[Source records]
--

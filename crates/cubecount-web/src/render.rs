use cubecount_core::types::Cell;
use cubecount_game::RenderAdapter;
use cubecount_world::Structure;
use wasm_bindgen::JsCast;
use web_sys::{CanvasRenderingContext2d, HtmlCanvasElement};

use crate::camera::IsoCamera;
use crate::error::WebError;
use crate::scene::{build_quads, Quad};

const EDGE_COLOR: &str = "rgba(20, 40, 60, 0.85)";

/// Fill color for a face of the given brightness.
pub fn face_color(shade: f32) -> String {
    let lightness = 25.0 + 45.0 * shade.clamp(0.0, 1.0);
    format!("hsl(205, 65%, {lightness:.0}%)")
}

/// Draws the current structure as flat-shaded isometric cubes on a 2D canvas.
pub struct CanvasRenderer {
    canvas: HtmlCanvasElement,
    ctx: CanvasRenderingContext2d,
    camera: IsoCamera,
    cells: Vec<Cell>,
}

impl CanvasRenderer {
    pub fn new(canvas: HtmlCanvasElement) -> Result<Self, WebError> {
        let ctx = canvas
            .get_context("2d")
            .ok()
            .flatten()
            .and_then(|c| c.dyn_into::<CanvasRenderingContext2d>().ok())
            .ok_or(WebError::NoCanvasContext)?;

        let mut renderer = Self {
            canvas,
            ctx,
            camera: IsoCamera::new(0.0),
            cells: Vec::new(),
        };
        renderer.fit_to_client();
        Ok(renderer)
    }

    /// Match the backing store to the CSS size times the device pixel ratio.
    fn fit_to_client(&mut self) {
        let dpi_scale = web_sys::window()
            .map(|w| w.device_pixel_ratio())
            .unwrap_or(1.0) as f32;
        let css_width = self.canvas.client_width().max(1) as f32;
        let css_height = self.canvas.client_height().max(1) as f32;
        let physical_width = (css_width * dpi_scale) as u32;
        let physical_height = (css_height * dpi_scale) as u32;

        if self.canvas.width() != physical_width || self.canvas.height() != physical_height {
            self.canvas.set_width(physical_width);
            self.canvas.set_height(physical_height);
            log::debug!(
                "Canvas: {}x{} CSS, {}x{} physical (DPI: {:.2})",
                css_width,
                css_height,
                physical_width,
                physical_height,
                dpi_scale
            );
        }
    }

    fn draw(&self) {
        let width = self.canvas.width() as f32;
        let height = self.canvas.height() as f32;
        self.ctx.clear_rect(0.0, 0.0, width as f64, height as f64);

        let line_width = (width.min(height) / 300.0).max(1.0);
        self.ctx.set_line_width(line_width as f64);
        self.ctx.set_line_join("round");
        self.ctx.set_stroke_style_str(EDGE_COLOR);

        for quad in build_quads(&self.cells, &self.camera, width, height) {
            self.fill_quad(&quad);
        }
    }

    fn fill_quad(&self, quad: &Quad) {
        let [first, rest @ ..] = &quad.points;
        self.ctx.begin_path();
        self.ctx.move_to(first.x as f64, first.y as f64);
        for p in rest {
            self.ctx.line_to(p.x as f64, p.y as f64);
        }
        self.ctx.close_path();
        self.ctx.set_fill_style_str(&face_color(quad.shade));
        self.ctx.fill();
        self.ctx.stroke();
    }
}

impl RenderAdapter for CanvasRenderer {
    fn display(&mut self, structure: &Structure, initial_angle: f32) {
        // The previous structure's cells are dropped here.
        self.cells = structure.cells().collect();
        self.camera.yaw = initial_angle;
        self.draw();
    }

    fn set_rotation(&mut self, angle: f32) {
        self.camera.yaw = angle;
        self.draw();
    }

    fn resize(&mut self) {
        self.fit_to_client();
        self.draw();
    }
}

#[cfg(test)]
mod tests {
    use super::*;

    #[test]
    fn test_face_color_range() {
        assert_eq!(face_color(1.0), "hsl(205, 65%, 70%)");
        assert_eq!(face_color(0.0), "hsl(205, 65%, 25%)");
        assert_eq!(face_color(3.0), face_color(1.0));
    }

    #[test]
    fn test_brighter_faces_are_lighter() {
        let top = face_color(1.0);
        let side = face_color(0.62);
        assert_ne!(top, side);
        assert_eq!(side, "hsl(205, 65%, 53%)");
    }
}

--

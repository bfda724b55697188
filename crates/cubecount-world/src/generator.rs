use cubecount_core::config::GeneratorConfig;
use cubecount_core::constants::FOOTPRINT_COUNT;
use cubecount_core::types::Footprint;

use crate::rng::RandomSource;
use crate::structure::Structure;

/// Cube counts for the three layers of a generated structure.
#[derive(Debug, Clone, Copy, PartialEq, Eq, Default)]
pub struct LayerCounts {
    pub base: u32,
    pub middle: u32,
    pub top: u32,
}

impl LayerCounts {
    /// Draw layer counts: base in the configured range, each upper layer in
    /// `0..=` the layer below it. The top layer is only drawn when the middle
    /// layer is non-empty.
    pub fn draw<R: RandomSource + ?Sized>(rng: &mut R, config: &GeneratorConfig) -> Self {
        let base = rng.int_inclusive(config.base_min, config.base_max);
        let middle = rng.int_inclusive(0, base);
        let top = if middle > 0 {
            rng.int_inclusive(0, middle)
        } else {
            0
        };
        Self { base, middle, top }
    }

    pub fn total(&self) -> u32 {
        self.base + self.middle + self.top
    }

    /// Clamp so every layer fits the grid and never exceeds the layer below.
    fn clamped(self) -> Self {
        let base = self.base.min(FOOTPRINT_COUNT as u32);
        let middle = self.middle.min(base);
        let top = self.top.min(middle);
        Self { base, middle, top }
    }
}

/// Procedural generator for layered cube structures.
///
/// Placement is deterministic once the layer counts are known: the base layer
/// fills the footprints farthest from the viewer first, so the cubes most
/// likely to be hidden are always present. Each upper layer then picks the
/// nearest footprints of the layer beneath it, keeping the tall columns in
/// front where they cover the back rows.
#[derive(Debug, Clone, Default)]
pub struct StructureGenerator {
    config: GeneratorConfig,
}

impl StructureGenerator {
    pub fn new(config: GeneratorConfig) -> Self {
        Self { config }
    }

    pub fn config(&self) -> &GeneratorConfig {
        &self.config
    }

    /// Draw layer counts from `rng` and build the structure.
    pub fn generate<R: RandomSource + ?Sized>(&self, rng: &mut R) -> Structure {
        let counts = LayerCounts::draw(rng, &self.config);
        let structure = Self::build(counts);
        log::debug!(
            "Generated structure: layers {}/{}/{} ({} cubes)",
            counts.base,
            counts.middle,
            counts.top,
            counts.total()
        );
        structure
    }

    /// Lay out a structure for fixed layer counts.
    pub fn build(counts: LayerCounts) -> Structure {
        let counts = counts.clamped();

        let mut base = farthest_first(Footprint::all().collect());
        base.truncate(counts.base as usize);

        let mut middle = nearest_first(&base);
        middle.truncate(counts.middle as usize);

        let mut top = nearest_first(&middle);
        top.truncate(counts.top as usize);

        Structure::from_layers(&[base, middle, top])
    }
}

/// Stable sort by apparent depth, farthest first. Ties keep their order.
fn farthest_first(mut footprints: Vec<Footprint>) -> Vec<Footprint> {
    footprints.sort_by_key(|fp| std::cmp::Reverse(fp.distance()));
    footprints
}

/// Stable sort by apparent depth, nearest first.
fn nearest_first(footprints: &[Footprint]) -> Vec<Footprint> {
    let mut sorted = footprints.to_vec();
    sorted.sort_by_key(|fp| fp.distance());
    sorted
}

--

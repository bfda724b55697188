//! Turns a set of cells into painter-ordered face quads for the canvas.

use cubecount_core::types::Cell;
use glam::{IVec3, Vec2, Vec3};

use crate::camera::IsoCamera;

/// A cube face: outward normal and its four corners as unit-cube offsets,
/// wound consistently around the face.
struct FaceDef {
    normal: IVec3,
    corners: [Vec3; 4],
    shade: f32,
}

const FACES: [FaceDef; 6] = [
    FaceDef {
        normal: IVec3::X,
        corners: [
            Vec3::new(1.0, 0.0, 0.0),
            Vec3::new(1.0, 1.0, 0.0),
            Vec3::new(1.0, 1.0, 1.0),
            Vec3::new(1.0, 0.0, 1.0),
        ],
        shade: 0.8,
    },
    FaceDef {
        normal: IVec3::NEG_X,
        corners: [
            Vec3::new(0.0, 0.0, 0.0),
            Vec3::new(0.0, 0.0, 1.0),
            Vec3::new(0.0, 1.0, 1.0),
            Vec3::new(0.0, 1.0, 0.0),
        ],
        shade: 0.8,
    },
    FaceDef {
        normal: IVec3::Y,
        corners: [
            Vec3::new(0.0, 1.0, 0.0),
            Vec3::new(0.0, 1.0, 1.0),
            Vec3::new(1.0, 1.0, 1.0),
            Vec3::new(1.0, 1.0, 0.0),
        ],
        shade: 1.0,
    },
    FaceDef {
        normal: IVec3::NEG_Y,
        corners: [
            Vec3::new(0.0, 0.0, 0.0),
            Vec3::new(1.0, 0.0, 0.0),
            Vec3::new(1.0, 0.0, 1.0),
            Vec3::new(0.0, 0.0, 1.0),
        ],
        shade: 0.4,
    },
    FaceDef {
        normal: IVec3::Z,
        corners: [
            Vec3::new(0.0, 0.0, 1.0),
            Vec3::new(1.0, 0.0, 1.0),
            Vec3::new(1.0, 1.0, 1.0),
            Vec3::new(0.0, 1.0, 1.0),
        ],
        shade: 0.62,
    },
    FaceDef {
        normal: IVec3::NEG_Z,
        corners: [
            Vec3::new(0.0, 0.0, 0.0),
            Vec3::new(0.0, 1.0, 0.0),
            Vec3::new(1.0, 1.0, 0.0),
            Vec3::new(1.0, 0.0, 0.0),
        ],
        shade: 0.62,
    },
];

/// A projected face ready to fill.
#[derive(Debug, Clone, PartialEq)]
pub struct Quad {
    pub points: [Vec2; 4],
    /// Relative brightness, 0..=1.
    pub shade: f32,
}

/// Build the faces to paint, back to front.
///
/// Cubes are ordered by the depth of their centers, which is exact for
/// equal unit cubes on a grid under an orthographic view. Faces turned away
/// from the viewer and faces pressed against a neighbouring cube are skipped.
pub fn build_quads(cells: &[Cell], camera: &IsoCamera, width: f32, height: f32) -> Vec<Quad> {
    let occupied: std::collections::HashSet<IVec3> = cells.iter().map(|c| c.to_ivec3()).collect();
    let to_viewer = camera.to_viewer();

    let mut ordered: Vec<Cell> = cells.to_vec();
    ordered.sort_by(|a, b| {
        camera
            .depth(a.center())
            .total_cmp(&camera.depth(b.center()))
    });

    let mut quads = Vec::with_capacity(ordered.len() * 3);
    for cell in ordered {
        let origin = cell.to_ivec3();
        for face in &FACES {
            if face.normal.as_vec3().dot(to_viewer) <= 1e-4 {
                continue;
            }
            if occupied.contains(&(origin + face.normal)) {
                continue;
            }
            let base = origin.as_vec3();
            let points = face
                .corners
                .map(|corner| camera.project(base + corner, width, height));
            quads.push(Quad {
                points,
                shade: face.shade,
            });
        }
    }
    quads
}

--

Goal of the exercise – Of the entries listed above, reproduce only the lines starting at the line containing "use cubecount_core::constants::FOOTPRINT_COUNT;" and ending at the line containing "pub fn total(&self)". Include both, exactly as they stand.

Problem solution –
use cubecount_core::constants::FOOTPRINT_COUNT;
use cubecount_core::types::Footprint;

use crate::rng::RandomSource;
use crate::structure::Structure;

/// Cube counts for the three layers of a generated structure.
#[derive(Debug, Clone, Copy, PartialEq, Eq, Default)]
pub struct LayerCounts {
    pub base: u32,
    pub middle: u32,
    pub top: u32,
}

impl LayerCounts {
    /// Draw layer counts: base in the configured range, each upper layer in
    /// `0..=` the layer below it. The top layer is only drawn when the middle
    /// layer is non-empty.
    pub fn draw<R: RandomSource + ?Sized>(rng: &mut R, config: &GeneratorConfig) -> Self {
        let base = rng.int_inclusive(config.base_min, config.base_max);
        let middle = rng.int_inclusive(0, base);
        let top = if middle > 0 {
            rng.int_inclusive(0, middle)
        } else {
            0
        };
        Self { base, middle, top }
    }

    pub fn total(&self) -> u32 {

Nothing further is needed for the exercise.